Dark data and unstructured data are about the same thing. The difference lies in to whom the term is directed. Unstructured data tends to be a word directed at engineers. It refers to the structural qualities of the data, signaling to the engineer how they’ll have to go about refining the data to make any use of it.
Unstructured data is unrefined data, requiring more work to make it usable; structured data is already refined data where the data’s purpose is already determined. Unstructured data is the yin to structured data’s yang, but, mostly, unstructured data comes from an engineering-centric point of view.
What is dark data?
Dark data, however, emerges from the user-centric point of view. Where structured data refers to the structural qualities of the data, dark data refers to the visible qualities of the data. There is data the user can see, like Instagram photos, profile names, hashtags, but then there is data the user cannot see. The Dark Data.
On a social media platform like Instagram, the dark data would be:
- How many login instances does the user have?
- Does their user activity cluster around certain times of the day?
- How many people liked the post who have large networks of users? (To measure a user’s clout.)
- From where was the photo taken?
- Where was the person when they posted the photo?
People can get overwhelmed by seeing so much data. Standard design practice says Keep It Simple Stupid (KISS) and holds white space as its central virtue. Instagram even decreased the amount of data it showed by generalizing the number of likes a photo would get from a very specific 134,392 to simply saying, “Thousands”.
When the users are the engineers, dark data will refer to unstructured data that does not get analyzed. It’s the data stored through various network processes on servers and in data lakes that ends up sitting around to satisfy the industry’s statute of limitations or is kept because data storage can be so cheap.
Types of dark data
The types of dark data that exist are industry specific. Background weather data might be collected in a running app, and browser history might be collected in a shopping app.
Basically, anything that is sent over the internet has potential to be, and create dark data. Packages are sent from point A to point B. While those packages can be encrypted and those looking in can have a hard time seeing what is in the package itself, there are other known entities in the process.

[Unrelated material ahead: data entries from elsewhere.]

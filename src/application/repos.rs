//! Content store traits describing the Sanity adapter.

use async_trait::async_trait;
use serde_json::{Map, Value};
use thiserror::Error;

use crate::domain::types::ReferencingType;

#[derive(Debug, Error)]
pub enum RepoError {
    #[error("content store request failed: {0}")]
    Transport(String),
    #[error("content store returned status {status}: {message}")]
    Status { status: u16, message: String },
    #[error("content store response could not be decoded: {0}")]
    Decode(String),
    #[error("content store timeout")]
    Timeout,
}

impl RepoError {
    pub fn transport(err: impl std::fmt::Display) -> Self {
        Self::Transport(err.to_string())
    }

    pub fn decode(err: impl std::fmt::Display) -> Self {
        Self::Decode(err.to_string())
    }
}

/// How a query may be served.
#[derive(Debug, Clone, Copy, PartialEq, Eq)]
pub enum FetchMode {
    /// Reads that may be served from the content CDN.
    Cached,
    /// Reads that must observe the latest published state.
    Fresh,
}

/// GROQ query parameters, sent as `$name=<json>`.
pub type QueryParams = Map<String, Value>;

/// Read access to the content store.
#[async_trait]
pub trait ContentStore: Send + Sync {
    /// Run a GROQ query and return its `result`.
    async fn query(
        &self,
        groq: &str,
        params: &QueryParams,
        mode: FetchMode,
    ) -> Result<Value, RepoError>;
}

const REFERENCING_SLUGS_QUERY: &str =
    r#"*[_type == $type && references($documentId)]{ "slug": slug.current }"#;

/// Slugs of documents of `kind` that reference `document_id`.
///
/// Always bypasses the CDN: the webhook fires right after a publish and the
/// CDN may not have caught up yet.
pub async fn referencing_slugs(
    store: &dyn ContentStore,
    kind: ReferencingType,
    document_id: &str,
) -> Result<Vec<String>, RepoError> {
    let mut params = QueryParams::new();
    params.insert(
        "type".to_string(),
        Value::String(kind.document_type().as_str().to_string()),
    );
    params.insert(
        "documentId".to_string(),
        Value::String(document_id.to_string()),
    );

    let result = store
        .query(REFERENCING_SLUGS_QUERY, &params, FetchMode::Fresh)
        .await?;
    slugs_from_rows(result)
}

/// Extract non-empty `slug` values from `[{ "slug": ... }]` rows.
fn slugs_from_rows(result: Value) -> Result<Vec<String>, RepoError> {
    let rows = match result {
        Value::Array(rows) => rows,
        Value::Null => return Ok(Vec::new()),
        other => {
            return Err(RepoError::decode(format!(
                "expected an array of rows, got `{other}`"
            )));
        }
    };

    Ok(rows
        .into_iter()
        .filter_map(|row| match row.get("slug") {
            Some(Value::String(slug)) if !slug.is_empty() => Some(slug.clone()),
            _ => None,
        })
        .collect())
}
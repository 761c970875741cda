//! Domain layer types and invariants.

pub mod error;
pub mod notification;
pub mod types;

Types of dark data include:
- Log files (servers, systems, architecture, etc.)
- Previous employee data
- Financial statements
- Geolocation data
- Raw survey data
- Surveillance video footage
- Customer call records
- Email correspondences
- Notes, presentations, or old documents
Most data is dark data
In order to make software services work, some data must be collected. IP address must be known to get data from somewhere else on the network and return it to a user somewhere else on the network. Artificial Intelligence-backed services are showing how the more data a company has on a user, the better the service they can provide.
The IDC estimates that 90% of data is unstructured data. A.I. is helping make more use of this unstructured data, which should decrease the numbers, but it is so much easier to collect unstructured data than it is to build Machine Learning models to actually do something with it, that, likely, that percentage will increase greatly. In just a few years, dark data could comprise 95-97% of the total percentage of data. If the trend continues, reasonably, Dark Data could comprise 99%+ of all data.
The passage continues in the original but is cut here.